Thursday, May 04, 2006

All aboard? Not yet

John Driscoll The Times-Standard
Eureka Times Standard

Warranted or not, Marcus Brown is feeling pressure to move hundreds of tons of railroad equipment that's been accumulating at a Glendale site owned by Simpson Timber Co. over three decades.

Simpson -- which has allowed the equipment to be stored free for 30 years -- says there's no rush, but it's supporting Brown and the Timber Heritage Museum in finding another, better place for the stuff.

Brown is anxious for negotiations between the museum, the Humboldt Bay Harbor, Recreation and Conservation District, and the Blue Ox Millworks to move along more quickly.

Ideally, the museum and Blue Ox could share a Samoa plot being eyed by Clean Up Eureka IV, a limited liability corporation owned by developer Rob Arkley, who has offered to move Blue Ox from its Eureka site. That would put the Blue Ox and the museum right there with the Samoa Cookhouse and the new Humboldt Bay Maritime Museum -- potentially a major historic and cultural attraction.

But is there enough room for the whole railroad collection and everything else? That's at the heart of the issue, Brown says. He said the collection belongs to the community, and the community may have to step up and save it.

Harbor commissioners, Brown said, want the interested parties to work it out themselves. That may mean mediators need to be called back in to work out the details.
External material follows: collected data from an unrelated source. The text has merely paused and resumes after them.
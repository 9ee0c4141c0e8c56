//! core::config::schema
//!
//! Configuration file schema.
//!
//! Both the global and the project file share this schema. Every key is
//! optional; unset keys fall through to the next scope and finally to the
//! built-in default.
//!
//! # Validation
//!
//! Values are validated after parsing so a typo in `repo` or `api_base`
//! fails at startup rather than halfway through a run.

use std::path::PathBuf;

use serde::{Deserialize, Serialize};

use super::ConfigError;
use crate::changelog::LinkStyle;
use crate::core::types::RepoSlug;

/// Contents of a `quarterlog` TOML file.
///
/// # Example
///
/// ```toml
/// repo = "graphiteeditor/graphite"
/// api_base = "https://api.github.com"
/// token_file = "access_token.txt"
/// output = "output.md"
/// link_style = "small"
/// user_agent = "graphite-changelog"
/// ```
#[derive(Debug, Clone, Default, Serialize, Deserialize, PartialEq)]
#[serde(default, deny_unknown_fields)]
pub struct FileConfig {
    /// Repository as `owner/name` or a GitHub URL
    pub repo: Option<String>,

    /// REST API base URL (GitHub Enterprise: `https://host/api/v3`)
    pub api_base: Option<String>,

    /// File holding the bearer token
    pub token_file: Option<PathBuf>,

    /// Output file (`-` for stdout)
    pub output: Option<PathBuf>,

    /// How entry links are rendered
    pub link_style: Option<LinkStyle>,

    /// User-Agent header for API requests
    pub user_agent: Option<String>,
}

impl FileConfig {
    /// Validate the configuration values.
    ///
    /// # Errors
    ///
    /// Returns `ConfigError::InvalidValue` if any value is invalid.
    pub fn validate(&self) -> Result<(), ConfigError> {
        if let Some(repo) = &self.repo {
            repo.parse::<RepoSlug>()
                .map_err(|e| ConfigError::InvalidValue(e.to_string()))?;
        }

        if let Some(api_base) = &self.api_base {
            if !(api_base.starts_with("https://") || api_base.starts_with("http://")) {
                return Err(ConfigError::InvalidValue(format!(
                    "invalid api_base '{}', must start with http:// or https://",
                    api_base
                )));
            }
        }

        if let Some(user_agent) = &self.user_agent {
            if user_agent.trim().is_empty() {
                return Err(ConfigError::InvalidValue(
                    "user_agent must not be empty".into(),
                ));
            }
        }

        Ok(())
    }

    /// Overlay `other` on top of `self`; set keys in `other` win.
    pub fn merged_with(&self, other: &FileConfig) -> FileConfig {
        FileConfig {
            repo: other.repo.clone().or_else(|| self.repo.clone()),
            api_base: other.api_base.clone().or_else(|| self.api_base.clone()),
            token_file: other.token_file.clone().or_else(|| self.token_file.clone()),
            output: other.output.clone().or_else(|| self.output.clone()),
            link_style: other.link_style.or(self.link_style),
            user_agent: other.user_agent.clone().or_else(|| self.user_agent.clone()),
        }
    }
}
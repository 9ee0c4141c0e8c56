//! forge::github
//!
//! GitHub page source using the REST API.
//!
//! # Design
//!
//! [`GitHubForge`] performs plain authenticated GETs and hands back the raw
//! body and `Link` header. It knows nothing about pull requests or commits;
//! URL construction lives in [`RepoEndpoints`](super::RepoEndpoints).
//!
//! # Authentication
//!
//! A bearer token is optional. Without one, requests go out unauthenticated
//! and are subject to GitHub's anonymous rate limit.
//!
//! # Rate Limiting
//!
//! Returns `ForgeError::RateLimited` for 429 responses and for 403 responses
//! with `X-RateLimit-Remaining: 0`. There is no automatic retry.
//!
//! # Example
//!
//! ```ignore
//! use quarterlog::forge::github::GitHubForge;
//! use quarterlog::forge::PageSource;
//!
//! let forge = GitHubForge::new(Some("ghp_xxx".to_string()));
//! let page = forge
//!     .get_page("https://api.github.com/repos/octocat/hello-world/pulls?state=closed")
//!     .await?;
//! ```

use async_trait::async_trait;
use reqwest::header::{HeaderMap, HeaderValue, ACCEPT, AUTHORIZATION, LINK, USER_AGENT};
use reqwest::{Client, Response, StatusCode};
use serde::Deserialize;

use super::traits::{ForgeError, Page, PageSource};

/// Default GitHub API base URL.
pub const DEFAULT_API_BASE: &str = "https://api.github.com";

/// Default User-Agent header value for API requests.
pub const DEFAULT_USER_AGENT: &str = "quarterlog-cli";

/// GitHub page source.
#[derive(Clone)]
pub struct GitHubForge {
    /// HTTP client for making requests
    client: Client,
    /// Bearer token, if one was configured
    token: Option<String>,
    /// User-Agent header value
    user_agent: String,
}

// Custom Debug to avoid exposing the token
impl std::fmt::Debug for GitHubForge {
    fn fmt(&self, f: &mut std::fmt::Formatter<'_>) -> std::fmt::Result {
        f.debug_struct("GitHubForge")
            .field("has_token", &self.token.is_some())
            .field("user_agent", &self.user_agent)
            .finish()
    }
}

impl GitHubForge {
    /// Create a GitHub page source with an optional bearer token.
    pub fn new(token: Option<String>) -> Self {
        Self {
            client: Client::new(),
            token,
            user_agent: DEFAULT_USER_AGENT.to_string(),
        }
    }

    /// Override the User-Agent header.
    pub fn with_user_agent(mut self, user_agent: impl Into<String>) -> Self {
        self.user_agent = user_agent.into();
        self
    }

    /// Whether requests carry an `Authorization` header.
    pub fn is_authenticated(&self) -> bool {
        self.token.is_some()
    }

    /// Build common headers for API requests.
    fn headers(&self) -> Result<HeaderMap, ForgeError> {
        let mut headers = HeaderMap::new();
        if let Some(ref token) = self.token {
            let value = HeaderValue::from_str(&format!("Bearer {}", token)).map_err(|_| {
                ForgeError::AuthFailed("token contains characters not allowed in a header".into())
            })?;
            headers.insert(AUTHORIZATION, value);
        }
        headers.insert(
            ACCEPT,
            HeaderValue::from_static("application/vnd.github+json"),
        );
        let user_agent = HeaderValue::from_str(&self.user_agent)
            .unwrap_or_else(|_| HeaderValue::from_static(DEFAULT_USER_AGENT));
        headers.insert(USER_AGENT, user_agent);
        headers.insert(
            "X-GitHub-Api-Version",
            HeaderValue::from_static("2022-11-28"),
        );
        Ok(headers)
    }

    /// Map a non-success response to a `ForgeError`.
    async fn error_from_response(response: Response, status: StatusCode) -> ForgeError {
        let rate_limited = response
            .headers()
            .get("X-RateLimit-Remaining")
            .and_then(|v| v.to_str().ok())
            .is_some_and(|v| v == "0");

        // Try to get error message from body
        let message = match response.json::<GitHubErrorResponse>().await {
            Ok(err) => err.message,
            Err(_) => "Unknown error".to_string(),
        };

        match status {
            StatusCode::UNAUTHORIZED => ForgeError::AuthFailed("Invalid or expired token".into()),
            StatusCode::FORBIDDEN if rate_limited => ForgeError::RateLimited,
            StatusCode::FORBIDDEN => ForgeError::AuthFailed(format!("Permission denied: {}", message)),
            StatusCode::NOT_FOUND => ForgeError::NotFound(message),
            StatusCode::TOO_MANY_REQUESTS => ForgeError::RateLimited,
            _ if status.is_server_error() => ForgeError::ApiError {
                status: status.as_u16(),
                message: format!("GitHub server error: {}", message),
            },
            _ => ForgeError::ApiError {
                status: status.as_u16(),
                message,
            },
        }
    }
}

#[async_trait]
impl PageSource for GitHubForge {
    fn name(&self) -> &'static str {
        "github"
    }

    async fn get_page(&self, url: &str) -> Result<Page, ForgeError> {
        let response = self
            .client
            .get(url)
            .headers(self.headers()?)
            .send()
            .await
            .map_err(|e| ForgeError::NetworkError(e.to_string()))?;

        let status = response.status();
        if !status.is_success() {
            return Err(Self::error_from_response(response, status).await);
        }

        let link = response
            .headers()
            .get(LINK)
            .and_then(|v| v.to_str().ok())
            .map(|s| s.to_string());

        let body = response
            .bytes()
            .await
            .map_err(|e| ForgeError::NetworkError(e.to_string()))?;

        Ok(Page {
            body: body.to_vec(),
            link,
        })
    }
}

/// GitHub error response format.
#[derive(Deserialize)]
struct GitHubErrorResponse {
    message: String,
}

/// Parse owner and repository from a GitHub remote URL.
///
/// Accepts SSH (`git@github.com:owner/repo.git`) and HTTPS
/// (`https://github.com/owner/repo`) forms.
///
/// # Example
///
/// ```
/// use quarterlog::forge::github::parse_github_url;
///
/// assert_eq!(
///     parse_github_url("git@github.com:graphiteeditor/graphite.git"),
///     Some(("graphiteeditor".to_string(), "graphite".to_string()))
/// );
/// assert_eq!(parse_github_url("https://gitlab.com/a/b"), None);
/// ```
pub fn parse_github_url(url: &str) -> Option<(String, String)> {
    let url = url.trim();

    // SSH format: git@github.com:owner/repo.git
    if let Some(rest) = url.strip_prefix("git@github.com:") {
        return split_owner_repo(rest);
    }

    // HTTPS format: https://github.com/owner/repo.git
    if let Some(rest) = url
        .strip_prefix("https://github.com/")
        .or_else(|| url.strip_prefix("http://github.com/"))
    {
        return split_owner_repo(rest);
    }

    None
}

fn split_owner_repo(rest: &str) -> Option<(String, String)> {
    let rest = rest.trim_end_matches('/');
    let rest = rest.strip_suffix(".git").unwrap_or(rest);
    let mut parts = rest.splitn(3, '/');
    let owner = parts.next()?;
    let repo = parts.next()?;
    if owner.is_empty() || repo.is_empty() {
        return None;
    }
    Some((owner.to_string(), repo.to_string()))
}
Dave McEntee, director of the environment for Simpson, said that the company wants to see what happens with the negotiations before deciding what to do with the property. Simpson is offloading many sites it no longer needs, but McEntee said the Glendale property isn't a big deal in the grand scheme of things.

”We're supporting them in finding a permanent home,” he said.

Brown said it will be important to have lease terms or ownership of part of the property in order to secure grant funding to rehabilitate buildings.

But if Brown is anxious, there may not be any way to speed things along, or any details to work out, until the Samoa property changes hands.

Blue Ox -- owned by Eric Hollenbeck and his wife, Viviana -- says the outfit is excited about the possibilities of banding the groups together in one area. Hollenbeck said there's no use in restarting mediation until the deal goes through.

”At this point in time we can't commit to anything because we don't have anything,” Hollenbeck said.

One thing is for sure: If the two operations do move to the Samoa site, it will be a convergence of historic significance. Over the Samoa Bridges would come massive machines, a sawmill, two 2,400-ton Blue Belgian oxen and uncountable collections of Victorian era merchandise and equipment. From the other direction, from Glendale, would come rail cars, steam donkeys and other behemoths.

And that, no one would be able to rush.